Who is Hera?
The goddess of marriage and symbol of femininity is Hera – a member of the 12 Gods ruling on Mount Olympus over people, Gods and the World. Daughter of the titans Kronos and Rhea, sister of Zeus (as she is also the wife of Zeus and queen of Olympus), Poseidon and Hades (the three main gods which divided the rule of the World).
Hera is credited with being the goddess of marriage and family, as many myths describe the sacred union between her and Zeus, and in the city of Plataea a sculpture in her honor is depicted as a bride. In the area around Argos, Hera was also considered a virgin, renewing her virginity annually in a ritual that was not publicized. Other ethnonyms for Hera were: “Virgin of Spring”, “Mother of Summer” and “Destroying Crown (Witch) Autumn”. Here she has a parallel with Hecate and Hebe (goddess of youth and life – daughter of Zeus and Hera, married Heracles).
Hera’s name according to Plato derives from ἐρατή eratē, “beloved” (Zeus married Hera for love), thus connecting with the season ὥρα hōra, and according to the Dutch linguist Robert Beeks has a pre-Greek origin (thus connecting with the admixture thesis between Thracian and Egyptian myths).
Hera and Demeter were the main female deities representing Mother Nature in pre-Greek mythology cults, as evidenced by the first roofed temple-sanctuary at Samos around 800 BC. (the many gifts found show that Hera was held in special esteem).
Hera is famous for her beauty, but also for her cruelty, especially to the many lovers of her husband Zeus, as well as to anyone who dares to cross her path.
Animals associated with Hera (depicted with her) are the lion, the cow and the peacock. Her Roman equivalent is Juno.
Myth of Hera
The great goddess Hera, the wife of Zeus, patronizes marriage and preserves the sanctity and inviolability of marital relations. She sends numerous offspring to the spouses and blesses the mother at the birth of the child.

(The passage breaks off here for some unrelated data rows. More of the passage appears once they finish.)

use crate::bot::Bot;
use crate::game::{Color, GameState, Outcome, Square};
use std::time::{Duration, Instant};

#[derive(Debug, Clone, Copy)]
pub struct MatchConfig {
    pub time_per_move: Duration,
    pub max_moves: usize,
}

impl Default for MatchConfig {
    fn default() -> Self {
        MatchConfig {
            time_per_move: Duration::from_secs(5),
            max_moves: 200,
        }
    }
}

pub enum MatchResult {
    LightWins { winner_name: String, moves: usize },
    DarkWins { winner_name: String, moves: usize },
    Draw { moves: usize },
    Timeout { violator: String, winner: String },
    IllegalMove { violator: String, winner: String },
}

impl MatchResult {
    pub fn winner(&self) -> Option<&str> {
        match self {
            MatchResult::LightWins { winner_name, .. } => Some(winner_name),
            MatchResult::DarkWins { winner_name, .. } => Some(winner_name),
            MatchResult::Timeout { winner, .. } => Some(winner),
            MatchResult::IllegalMove { winner, .. } => Some(winner),
            MatchResult::Draw { .. } => None,
        }
    }
}

pub struct Match {
    config: MatchConfig,
    state: GameState,
    light_bot: Box<dyn Bot>,
    dark_bot: Box<dyn Bot>,
    verbose: bool,
}

impl Match {
    pub fn new(
        light_bot: Box<dyn Bot>,
        dark_bot: Box<dyn Bot>,
        config: MatchConfig,
        verbose: bool,
    ) -> Self {
        Match {
            config,
            state: GameState::new(),
            light_bot,
            dark_bot,
            verbose,
        }
    }

    pub fn play(&mut self) -> MatchResult {
        // Notify bots that game is starting
        self.light_bot.game_start(Color::Light);
        self.dark_bot.game_start(Color::Dark);

        if self.verbose {
            println!("Match starting:");
            println!("  Light: {}", self.light_bot.name());
            println!("  Dark:  {}", self.dark_bot.name());
            println!("\nInitial board:");
            println!("{}", self.state.display_board());
        }

        // Square a capture chain must be continued from, if one is open
        let mut resume: Option<Square> = None;

        while !self.state.is_game_over() && self.state.move_count() < self.config.max_moves {
            let current = self.state.turn();
            let bot_name = self.bot_name(current).to_string();

            if self.verbose {
                match resume {
                    Some(square) => println!(
                        "\nMove {}: {} continues the capture from {}",
                        self.state.move_count() + 1,
                        bot_name,
                        square
                    ),
                    None => println!(
                        "\nMove {}: {} to play",
                        self.state.move_count() + 1,
                        bot_name
                    ),
                }
            }

            // Get move from bot with time limit
            let start = Instant::now();
            let mv = {
                let bot = match current {
                    Color::Light => &mut self.light_bot,
                    Color::Dark => &mut self.dark_bot,
                };
                bot.get_move(&self.state, resume, self.config.time_per_move)
            };
            let elapsed = start.elapsed();

            if elapsed > self.config.time_per_move {
                let winner = self.bot_name(current.opponent()).to_string();
                if self.verbose {
                    println!(
                        "TIMEOUT: {} took {:?} (limit: {:?})",
                        bot_name, elapsed, self.config.time_per_move
                    );
                }
                return MatchResult::Timeout {
                    violator: bot_name,
                    winner,
                };
            }

            let Some(mv) = mv else {
                // No legal moves or bot gave up
                if self.verbose {
                    println!("{} returned no move", bot_name);
                }
                return MatchResult::Draw {
                    moves: self.state.move_count(),
                };
            };

            // An open chain must be continued by the piece that started it
            if let Some(square) = resume {
                if mv.from != square {
                    let winner = self.bot_name(current.opponent()).to_string();
                    if self.verbose {
                        println!(
                            "ILLEGAL MOVE: {} abandoned the capture chain at {}",
                            bot_name, square
                        );
                    }
                    return MatchResult::IllegalMove {
                        violator: bot_name,
                        winner,
                    };
                }
            }

            if self.verbose {
                println!("{} plays: {} (took {:?})", bot_name, mv, elapsed);
            }

            match self.state.apply_move(mv) {
                Ok(report) => {
                    resume = if report.chain_continues {
                        Some(report.to)
                    } else {
                        None
                    };
                    if self.verbose {
                        if let Some(square) = report.captured {
                            println!("  capture on {}", square);
                        }
                        if report.promoted {
                            println!("  crowned on {}", report.to);
                        }
                    }
                }
                Err(e) => {
                    let winner = self.bot_name(current.opponent()).to_string();
                    if self.verbose {
                        println!("ILLEGAL MOVE: {} - {}", bot_name, e);
                    }
                    return MatchResult::IllegalMove {
                        violator: bot_name,
                        winner,
                    };
                }
            }

            // Notify both bots of the move
            self.light_bot.notify_move(mv);
            self.dark_bot.notify_move(mv);

            if self.verbose {
                println!("{}", self.state.display_board());
            }
        }

        // Game ended normally
        self.light_bot.game_end();
        self.dark_bot.game_end();

        let moves = self.state.move_count();

        if let Outcome::Stalemate(stuck) = self.state.outcome() {
            if self.verbose {
                println!("\n{} has no move left", self.bot_name(stuck));
            }
        }

        match self.state.outcome().winner() {
            Some(Color::Light) => {
                if self.verbose {
                    println!("\n{} wins as Light!", self.light_bot.name());
                }
                MatchResult::LightWins {
                    winner_name: self.light_bot.name().to_string(),
                    moves,
                }
            }
            Some(Color::Dark) => {
                if self.verbose {
                    println!("\n{} wins as Dark!", self.dark_bot.name());
                }
                MatchResult::DarkWins {
                    winner_name: self.dark_bot.name().to_string(),
                    moves,
                }
            }
            None => {
                // Max moves reached
                if self.verbose {
                    println!("\nMax moves ({}) reached - Draw!", self.config.max_moves);
                }
                MatchResult::Draw { moves }
            }
        }
    }

    fn bot_name(&self, color: Color) -> &str {
        match color {
            Color::Light => self.light_bot.name(),
            Color::Dark => self.dark_bot.name(),
        }
    }
}

/// Builds a fresh bot instance for each game it plays in
pub type BotFactory = Box<dyn Fn() -> Box<dyn Bot>>;

pub struct Tournament {
    entrants: Vec<(String, BotFactory)>,
    config: MatchConfig,
    verbose: bool,
}

impl Tournament {
    pub fn new(config: MatchConfig, verbose: bool) -> Self {
        Tournament {
            entrants: Vec::new(),
            config,
            verbose,
        }
    }

    pub fn add_bot(&mut self, name: String, factory: BotFactory) {
        self.entrants.push((name, factory));
    }

    /// Play every pairing twice, once with each color assignment
    pub fn run_round_robin(&mut self) -> TournamentResults {
        let mut results = TournamentResults::new(
            self.entrants.iter().map(|(name, _)| name.clone()).collect(),
        );

        for i in 0..self.entrants.len() {
            for j in (i + 1)..self.entrants.len() {
                if self.verbose {
                    println!("\n{}", "=".repeat(60));
                    println!("Match: {} vs {}", self.entrants[i].0, self.entrants[j].0);
                    println!("{}", "=".repeat(60));
                }

                for (light, dark) in [(i, j), (j, i)] {
                    let mut game = Match::new(
                        (self.entrants[light].1)(),
                        (self.entrants[dark].1)(),
                        self.config,
                        self.verbose,
                    );
                    let result = game.play();
                    results.record(
                        &self.entrants[light].0,
                        &self.entrants[dark].0,
                        result.winner(),
                    );
                }
            }
        }

        results
    }
}

#[derive(Debug)]
pub struct Standing {
    pub name: String,
    pub wins: usize,
    pub losses: usize,
    pub draws: usize,
}

#[derive(Debug)]
pub struct TournamentResults {
    standings: Vec<Standing>,
}

impl TournamentResults {
    fn new(names: Vec<String>) -> Self {
        TournamentResults {
            standings: names
                .into_iter()
                .map(|name| Standing {
                    name,
                    wins: 0,
                    losses: 0,
                    draws: 0,
                })
                .collect(),
        }
    }

    fn record(&mut self, light: &str, dark: &str, winner: Option<&str>) {
        match winner {
            Some(winner_name) => {
                let loser = if winner_name == light { dark } else { light };
                self.bump(winner_name, |standing| standing.wins += 1);
                self.bump(loser, |standing| standing.losses += 1);
            }
            None => {
                self.bump(light, |standing| standing.draws += 1);
                self.bump(dark, |standing| standing.draws += 1);
            }
        }
    }

    fn bump(&mut self, name: &str, update: impl FnOnce(&mut Standing)) {
        if let Some(standing) = self.standings.iter_mut().find(|s| s.name == name) {
            update(standing);
        }
    }

    pub fn standings(&self) -> &[Standing] {
        &self.standings
    }

    pub fn display(&self) {
        println!("\nTournament Results:");
        println!("==================");
        for standing in &self.standings {
            println!(
                "{:<20} {} wins, {} losses, {} draws",
                standing.name, standing.wins, standing.losses, standing.draws
            );
        }
    }
}

#[cfg(test)]
mod tests {
    use super::*;
    use crate::bot::{GreedyBot, RandomBot};

    #[test]
    fn test_random_match_resolves() {
        let config = MatchConfig {
            time_per_move: Duration::from_secs(5),
            max_moves: 400,
        };
        let mut game = Match::new(
            Box::new(RandomBot::new("Alice".to_string())),
            Box::new(RandomBot::new("Bob".to_string())),
            config,
            false,
        );

        // Random bots always produce legal moves within the limit, so
        // the match ends in a decision or the move cap
        match game.play() {
            MatchResult::LightWins { moves, .. }
            | MatchResult::DarkWins { moves, .. }
            | MatchResult::Draw { moves } => assert!(moves <= 400),
            MatchResult::Timeout { violator, .. } => {
                panic!("unexpected timeout by {}", violator)
            }
            MatchResult::IllegalMove { violator, .. } => {
                panic!("unexpected illegal move by {}", violator)
            }
        }
    }

    #[test]
    fn test_match_result_winner() {
        let result = MatchResult::LightWins {
            winner_name: "Alice".to_string(),
            moves: 42,
        };
        assert_eq!(result.winner(), Some("Alice"));

        let result = MatchResult::Timeout {
            violator: "Bob".to_string(),
            winner: "Alice".to_string(),
        };
        assert_eq!(result.winner(), Some("Alice"));

        let result = MatchResult::Draw { moves: 200 };
        assert_eq!(result.winner(), None);
    }

    #[test]
    fn test_round_robin_plays_both_colors() {
        let config = MatchConfig {
            time_per_move: Duration::from_secs(5),
            max_moves: 200,
        };
        let mut tournament = Tournament::new(config, false);
        tournament.add_bot(
            "Random".to_string(),
            Box::new(|| Box::new(RandomBot::new("Random".to_string()))),
        );
        tournament.add_bot(
            "Greedy".to_string(),
            Box::new(|| Box::new(GreedyBot::new("Greedy".to_string()))),
        );

        let results = tournament.run_round_robin();

        // Two games, each crediting both entrants once
        let total: usize = results
            .standings()
            .iter()
            .map(|standing| standing.wins + standing.losses + standing.draws)
            .sum();
        assert_eq!(total, 4);
    }
}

After the conquered by Zeus Cronus brought back to life the great goddess Hera and her brothers and sisters whom he had devoured, her mother Rhea took her to the ends of the earth at the white-haired Ocean; there Hera was raised by Thetis. Hera lived a long time away from Olympus in silence and peace. The great Zeus the Thunderer saw her, fell in love with her and kidnapped her from Thetis. The gods celebrated the wedding of Zeus and Hera. Iris and the Charites dressed Hera in sumptuous attire, and she shone with her youth and majestic beauty in the midst of a host of gods of Olympus, sitting on a golden throne next to Zeus, the great king of gods and men. All the gods presented gifts to the mistress Hera, and the goddess Earth – Gaia, brought out of her bowels as a gift to Hera a wonderful apple tree, which gave birth to golden apples. Everything in nature glorified Queen Hera and King Zeus.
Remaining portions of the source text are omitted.